■ WORK TO COMPLETE:
Look through the listing below for lines containing "timeout". State how many there are, and nothing else.
[Start of section]
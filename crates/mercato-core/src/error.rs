//! # Fetch Error Taxonomy
//!
//! Classified errors for the list synchronization engine.
//!
//! ## Error Hierarchy
//! ```text
//! ┌─────────────────────────────────────────────────────────────────────────┐
//! │                       Fetch Error Categories                            │
//! │                                                                         │
//! │  Unauthorized (401/403)  ──►  session-expiry observer, NEVER shown      │
//! │                               as list error state                       │
//! │  Network                 ──►  no response received (connect/timeout)    │
//! │  Server { message }      ──►  other 4xx/5xx, server text when present   │
//! │  Unknown                 ──►  non-HTTP failure (decode, panic-adjacent) │
//! │                                                                         │
//! │  Reset failure        → items cleared, error populated (full-view       │
//! │                         retry affordance)                               │
//! │  Continuation failure → items kept, transient footer indicator only     │
//! └─────────────────────────────────────────────────────────────────────────┘
//! ```
//!
//! ## Design Principles
//! 1. Use `thiserror` for derive macros (not manual impl)
//! 2. Errors are enum variants, never bare Strings
//! 3. `Clone + PartialEq` so errors can live inside `ListState` snapshots
//!    and be asserted on in tests

use serde::{Deserialize, Serialize};
use thiserror::Error;

// =============================================================================
// Fetch Error
// =============================================================================

/// Classified failure of a single fetch or write against the backend.
///
/// The classification drives three different handling paths:
/// - `Unauthorized` is routed to the session-expiry observer and must not
///   populate the list's user-facing error state
/// - everything else populates either the blocking error (reset loads) or
///   the transient error (continuation loads)
#[derive(Debug, Clone, PartialEq, Eq, Error, Serialize, Deserialize)]
#[serde(tag = "kind", content = "detail", rename_all = "camelCase")]
pub enum FetchError {
    /// 401/403 from the backend. Session is expired or the token is invalid.
    #[error("Session expired or token invalid")]
    Unauthorized,

    /// No response received at all (connect failure, timeout, DNS).
    #[error("Network error: {0}")]
    Network(String),

    /// Any other 4xx/5xx. Carries the server-provided message when the body
    /// had one, otherwise the caller supplies a generic fallback.
    #[error("Server error: {message}")]
    Server { message: String },

    /// Non-HTTP failure (body decode, unexpected shape).
    #[error("Unexpected error: {0}")]
    Unknown(String),
}

impl FetchError {
    /// Returns true if this is a 401/403 session problem.
    ///
    /// Unauthorized errors bypass the list error state entirely; the
    /// session-expiry handler owns them.
    pub fn is_unauthorized(&self) -> bool {
        matches!(self, FetchError::Unauthorized)
    }

    /// Returns true if this error came from the transport, not the server.
    pub fn is_network(&self) -> bool {
        matches!(self, FetchError::Network(_))
    }

    /// The message to show the user, already classified.
    ///
    /// `Unauthorized` intentionally has no list-level message; callers that
    /// reach here with it get the session text as a last resort.
    pub fn user_message(&self) -> String {
        self.to_string()
    }
}

/// Result type alias for fetch operations.
pub type FetchResult<T> = Result<T, FetchError>;

// =============================================================================
// Unit Tests
// =============================================================================
//! # List State
//!
//! The canonical per-screen state of one synchronized list, plus the pure
//! transition functions the async engine drives.
//!
//! ## State Machine
//! ```text
//! ┌─────────────────────────────────────────────────────────────────────────┐
//! │                      ListState Transitions                              │
//! │                                                                         │
//! │   IDLE ──reset──► LOADING_INITIAL ──ok──► READY                        │
//! │                        │                                                │
//! │                        └──fail──► ERROR (items cleared)                 │
//! │                                                                         │
//! │   READY ──load_more──► LOADING_MORE ──ok──► READY (appended)           │
//! │                             │                                           │
//! │                             └──fail──► READY + transient error          │
//! │                                        (items, has_more unchanged)      │
//! │                                                                         │
//! │   Any state ──reset trigger──► LOADING_INITIAL                         │
//! │                                                                         │
//! │   STALENESS: every admitted load gets a fresh generation. A response    │
//! │   whose generation is no longer current is discarded wholesale; it      │
//! │   may not merge items, flip flags, or clear markers owned by a newer    │
//! │   load.                                                                 │
//! └─────────────────────────────────────────────────────────────────────────┘
//! ```
//!
//! ## Invariants
//! - `items` order is the concatenation of server page orders; never
//!   deduplicated (the server's deterministic paging contract owns that)
//! - `has_more` is false until the first successful response is applied,
//!   then equals `!is_last_page` of the most recently applied response
//! - `page_index` is the index of the most recently applied response
//! - At most one load is in flight and able to mutate state; continuations
//!   arriving while one is in flight are dropped, resets supersede

use serde::{Deserialize, Serialize};

use crate::error::FetchError;
use crate::page::PageResponse;

// =============================================================================
// Load Ticket
// =============================================================================

/// Proof of admission for one load, carrying its generation.
///
/// The engine captures a ticket when `admit` accepts a load and presents it
/// back with the outcome. Every application site checks the ticket against
/// the current generation first; a stale ticket is a no-op.
#[derive(Debug, Clone, Copy, PartialEq, Eq)]
pub struct LoadTicket {
    /// Generation this load was admitted under.
    pub generation: u64,

    /// Whether this load replaces (reset) or appends (continuation).
    pub is_reset: bool,
}

// =============================================================================
// Page Merge
// =============================================================================

/// Replace-or-append merge of a fetched page into the item collection.
///
/// Reset replaces wholesale; continuation appends preserving order. No
/// deduplication in either case.
pub fn merge_page<T>(items: &mut Vec<T>, content: Vec<T>, is_reset: bool) {
    if is_reset {
        *items = content;
    } else {
        items.extend(content);
    }
}

// =============================================================================
// List State
// =============================================================================

/// State of one synchronized, paginated list.
///
/// Mutated only through the transition methods below; the async engine owns
/// scheduling, this type owns correctness.
#[derive(Debug, Clone)]
pub struct ListState<T> {
    /// Records in server sort order (concatenated pages, no dedup)
    items: Vec<T>,

    /// Page index of the most recently applied successful response
    page_index: u32,

    /// Whether another page exists. False until the first success applies.
    has_more: bool,

    /// True while a reset load is in flight
    is_initial_loading: bool,

    /// True while a continuation load is in flight
    is_loading_more: bool,

    /// Blocking error from a failed reset load (items were cleared)
    error: Option<FetchError>,

    /// Transient error from a failed continuation load (items kept)
    transient_error: Option<FetchError>,

    /// Monotonically increasing load generation
    generation: u64,

    /// True while an admitted load has not yet finished
    in_flight: bool,
}

impl<T> Default for ListState<T> {
    fn default() -> Self {
        ListState {
            items: Vec::new(),
            page_index: 0,
            has_more: false,
            is_initial_loading: false,
            is_loading_more: false,
            error: None,
            transient_error: None,
            generation: 0,
            in_flight: false,
        }
    }
}

impl<T> ListState<T> {
    /// Fresh, idle state. `has_more` starts false: before the first
    /// successful response there is nothing to continue from.
    pub fn new() -> Self {
        Self::default()
    }

    // =========================================================================
    // Read accessors
    // =========================================================================

    /// Records currently held, in server sort order.
    pub fn items(&self) -> &[T] {
        &self.items
    }

    /// Page index of the most recently applied response.
    pub fn page_index(&self) -> u32 {
        self.page_index
    }

    /// Whether a continuation load could yield more records.
    pub fn has_more(&self) -> bool {
        self.has_more
    }

    /// True while a reset load is in flight.
    pub fn is_initial_loading(&self) -> bool {
        self.is_initial_loading
    }

    /// True while a continuation load is in flight.
    pub fn is_loading_more(&self) -> bool {
        self.is_loading_more
    }

    /// Blocking error from the last failed reset load, if any.
    pub fn error(&self) -> Option<&FetchError> {
        self.error.as_ref()
    }

    /// Transient error from the last failed continuation load, if any.
    pub fn transient_error(&self) -> Option<&FetchError> {
        self.transient_error.as_ref()
    }

    /// Current load generation. Mostly useful to tests.
    pub fn generation(&self) -> u64 {
        self.generation
    }

    /// True while an admitted load has not finished.
    pub fn is_in_flight(&self) -> bool {
        self.in_flight
    }

    /// Whether the given ticket still owns the state.
    pub fn is_current(&self, ticket: &LoadTicket) -> bool {
        ticket.generation == self.generation
    }

    // =========================================================================
    // Transitions
    // =========================================================================

    /// Admission guard: decides whether a load may proceed.
    ///
    /// Rules:
    /// - a continuation while any load is in flight is dropped
    /// - a continuation when `has_more` is false is dropped
    /// - a reset is always admitted and supersedes whatever is in flight
    ///
    /// On admission the generation advances, loading flags are set, and a
    /// reset clears the blocking error so the retry affordance disappears
    /// immediately.
    pub fn admit(&mut self, is_reset: bool) -> Option<LoadTicket> {
        if !is_reset && self.in_flight {
            if self.is_initial_loading {
                // A reset owns the in-flight slot; a footer spinner here is
                // spurious and would outlive the reset. Clear it.
                self.is_loading_more = false;
            }
            return None;
        }
        if !is_reset && !self.has_more {
            self.is_loading_more = false;
            return None;
        }

        self.generation += 1;
        self.in_flight = true;

        if is_reset {
            self.is_initial_loading = true;
            self.error = None;
            self.transient_error = None;
        } else {
            self.is_loading_more = true;
        }

        Some(LoadTicket {
            generation: self.generation,
            is_reset,
        })
    }

    /// Applies a successful response, unless the ticket was superseded.
    ///
    /// Returns true when the response was actually applied.
    pub fn apply_success(&mut self, ticket: &LoadTicket, response: PageResponse<T>) -> bool {
        if !self.is_current(ticket) {
            return false;
        }

        merge_page(&mut self.items, response.content, ticket.is_reset);
        self.page_index = response.page_index;
        self.has_more = !response.is_last_page;
        self.error = None;
        self.transient_error = None;
        true
    }

    /// Applies a classified failure, unless the ticket was superseded.
    ///
    /// Reset failures clear the items and populate the blocking error;
    /// continuation failures keep items and `has_more` untouched and only
    /// set the transient indicator. Unauthorized never reaches either error
    /// slot; the session-expiry observer owns it.
    ///
    /// Returns true when the failure was actually applied.
    pub fn apply_failure(&mut self, ticket: &LoadTicket, error: FetchError) -> bool {
        if !self.is_current(ticket) {
            return false;
        }

        if ticket.is_reset {
            self.items.clear();
            self.has_more = false;
            if !error.is_unauthorized() {
                self.error = Some(error);
            }
        } else if !error.is_unauthorized() {
            self.transient_error = Some(error);
        }
        true
    }

    /// Finalizer: clears loading flags and the in-flight marker, but only
    /// for the load that still owns them. A superseded load must not clear
    /// flags set by a newer one.
    pub fn finish(&mut self, ticket: &LoadTicket) {
        if !self.is_current(ticket) {
            return;
        }
        self.is_initial_loading = false;
        self.is_loading_more = false;
        self.in_flight = false;
    }

    /// Dismisses the transient (footer) error indicator.
    pub fn dismiss_transient_error(&mut self) {
        self.transient_error = None;
    }
}

// =============================================================================
// Snapshot (engine-to-view read model)
// =============================================================================

/// Owned copy of everything the view layer renders from.
#[derive(Debug, Clone, Serialize, Deserialize)]
#[serde(rename_all = "camelCase")]
pub struct ListSnapshot<T> {
    /// Records in server sort order
    pub items: Vec<T>,

    /// Page index of the most recently applied response
    pub page_index: u32,

    /// Whether `load_more` could yield more records
    pub has_more: bool,

    /// True while a reset load is in flight (full-view spinner)
    pub is_initial_loading: bool,

    /// True while a continuation load is in flight (footer spinner)
    pub is_loading_more: bool,

    /// Blocking error (full-view retry affordance)
    pub error: Option<FetchError>,

    /// Transient error (dismissible footer indicator)
    pub transient_error: Option<FetchError>,
}

impl<T: Clone> ListState<T> {
    /// Clones the renderable state out of the list.
    pub fn snapshot(&self) -> ListSnapshot<T> {
        ListSnapshot {
            items: self.items.clone(),
            page_index: self.page_index,
            has_more: self.has_more,
            is_initial_loading: self.is_initial_loading,
            is_loading_more: self.is_loading_more,
            error: self.error.clone(),
            transient_error: self.transient_error.clone(),
        }
    }
}

// =============================================================================
// Unit Tests
// =============================================================================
[End of section]
■ TASK RESPONSE:
2